_MATERIAL FOR THIS TASK_.

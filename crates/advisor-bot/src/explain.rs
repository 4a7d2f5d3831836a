//! Deterministic rendering of a risk posterior into the user-facing recommendation.

use advisor_core::bayes::{PosteriorResult, STATE_RISKY, STATE_SAFE};
use advisor_core::model::{Evidence, fold_input};
use advisor_core::profile::{Direction, SportProfile};
use std::fmt;

/// Everything needed to render the final answer of a dialogue.
#[derive(Debug, Clone, PartialEq)]
pub struct Explanation {
    pub direction: Direction,
    pub probability_safe: f64,
    /// Itemized reasons; `None` for profiles that explain with a generic sentence.
    pub factors: Option<Vec<&'static str>>,
    pub categories: Vec<&'static str>,
}

impl Explanation {
    pub fn new(profile: &SportProfile, evidence: &Evidence, posterior: &PosteriorResult) -> Self {
        let probability_safe = posterior.probability_of(STATE_SAFE).unwrap_or(0.0);
        let probability_risky = posterior.probability_of(STATE_RISKY).unwrap_or(0.0);
        // Ties go to the first state, which is "safe".
        let direction = if probability_safe >= probability_risky {
            Direction::Safe
        } else {
            Direction::Risky
        };

        let factors = profile
            .rationale()
            .map(|rationale| rationale.supporting(evidence, direction));
        let categories = evidence
            .known()
            .filter_map(|(field, _)| profile.field(field).map(|spec| spec.label()))
            .collect();

        Self {
            direction,
            probability_safe,
            factors,
            categories,
        }
    }

    pub fn localized_label(&self) -> &'static str {
        localized_label(self.direction)
    }

    /// P(safe) as a percentage with two decimals, whichever label won.
    pub fn percentage(&self) -> String {
        format!("{:.2}", self.probability_safe * 100.0)
    }

    fn headline(&self) -> String {
        format!(
            "Se considera una apuesta **{}**, con una probabilidad de éxito del {}%",
            self.localized_label(),
            self.percentage()
        )
    }
}

impl fmt::Display for Explanation {
    fn fmt(&self, f: &mut fmt::Formatter<'_>) -> fmt::Result {
        match &self.factors {
            Some(factors) if !factors.is_empty() => {
                write!(f, "{}\nEsto se debe a:", self.headline())?;
                for factor in factors {
                    write!(f, "\n- {factor}")?;
                }
                Ok(())
            }
            _ => write!(
                f,
                "{}.\nEsto se debe a una combinación de factores: {}.",
                self.headline(),
                spanish_list(&self.categories)
            ),
        }
    }
}

pub fn localized_label(direction: Direction) -> &'static str {
    match direction {
        Direction::Safe => "segura",
        Direction::Risky => "arriesgada",
    }
}

/// Joins items as "a, b y c", switching the conjunction to "e" before an /i/ sound.
pub fn spanish_list(items: &[&str]) -> String {
    match items {
        [] => String::new(),
        [single] => (*single).to_string(),
        [init @ .., last] => {
            let conjunction = if starts_with_i_sound(last) { "e" } else { "y" };
            format!("{} {conjunction} {last}", init.join(", "))
        }
    }
}

fn starts_with_i_sound(word: &str) -> bool {
    let folded = fold_input(word);
    let rest = folded.strip_prefix('h').unwrap_or(&folded);
    let mut chars = rest.chars();
    match chars.next() {
        // "hie-" and "hia-" open with a consonant sound.
        Some('i' | 'í') => !(folded.starts_with('h') && matches!(chars.next(), Some('e' | 'a'))),
        _ => false,
    }
}

#[cfg(test)]
mod tests {
    use super::*;
    use advisor_core::model::Sport;

    fn posterior(safe: f64) -> PosteriorResult {
        PosteriorResult {
            variable_name: "risk".to_string(),
            state_labels: vec![STATE_SAFE.to_string(), STATE_RISKY.to_string()],
            probabilities: vec![safe, 1.0 - safe],
        }
    }

    #[test]
    fn conjunction_follows_spelling() {
        assert_eq!(spanish_list(&["clima", "racha"]), "clima y racha");
        assert_eq!(
            spanish_list(&["condición física", "historial directo"]),
            "condición física e historial directo"
        );
        assert_eq!(spanish_list(&["a", "importancia"]), "a e importancia");
        assert_eq!(spanish_list(&["a", "hielo"]), "a y hielo");
        assert_eq!(spanish_list(&["solo"]), "solo");
    }

    #[test]
    fn generic_sentence_names_every_category() {
        let profile = SportProfile::build(Sport::Soccer).unwrap();
        let mut evidence = profile.evidence();
        evidence.set("home_advantage", "home").unwrap();
        evidence.set("head_to_head", "balanced").unwrap();
        let text = Explanation::new(&profile, &evidence, &posterior(0.8123)).to_string();
        assert_eq!(
            text,
            "Se considera una apuesta **segura**, con una probabilidad de éxito del 81.23%.\n\
             Esto se debe a una combinación de factores: localía e historial directo."
        );
    }

    #[test]
    fn risky_label_still_reports_safe_probability() {
        let profile = SportProfile::build(Sport::Basketball).unwrap();
        let mut evidence = profile.evidence();
        evidence.set("team_form", "poor").unwrap();
        evidence.set("home_advantage", "no").unwrap();
        evidence.set("rest_days", "2-3").unwrap();
        let explanation = Explanation::new(&profile, &evidence, &posterior(0.3));
        assert_eq!(explanation.direction, Direction::Risky);
        assert_eq!(
            explanation.to_string(),
            "Se considera una apuesta **arriesgada**, con una probabilidad de éxito del 30.00%\n\
             Esto se debe a:\n\
             - el equipo ha tenido un mal rendimiento reciente\n\
             - juega como visitante"
        );
    }

    #[test]
    fn exact_tie_goes_to_safe() {
        let profile = SportProfile::build(Sport::Soccer).unwrap();
        let explanation = Explanation::new(&profile, &profile.evidence(), &posterior(0.5));
        assert_eq!(explanation.localized_label(), "segura");
        assert_eq!(explanation.percentage(), "50.00");
    }

    #[test]
    fn itemized_profile_without_matching_factors_uses_generic_sentence() {
        let profile = SportProfile::build(Sport::Basketball).unwrap();
        let mut evidence = profile.evidence();
        evidence.set("team_form", "average").unwrap();
        let text = Explanation::new(&profile, &evidence, &posterior(0.6)).to_string();
        assert!(text.ends_with("factores: forma del equipo."));
    }
}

_WHAT THE TASK REQUIRES_.
Please report how many lines in the records above contain the word "nEsto", and give nothing but the number.

_SOLUTION FOR THIS TASK_.
2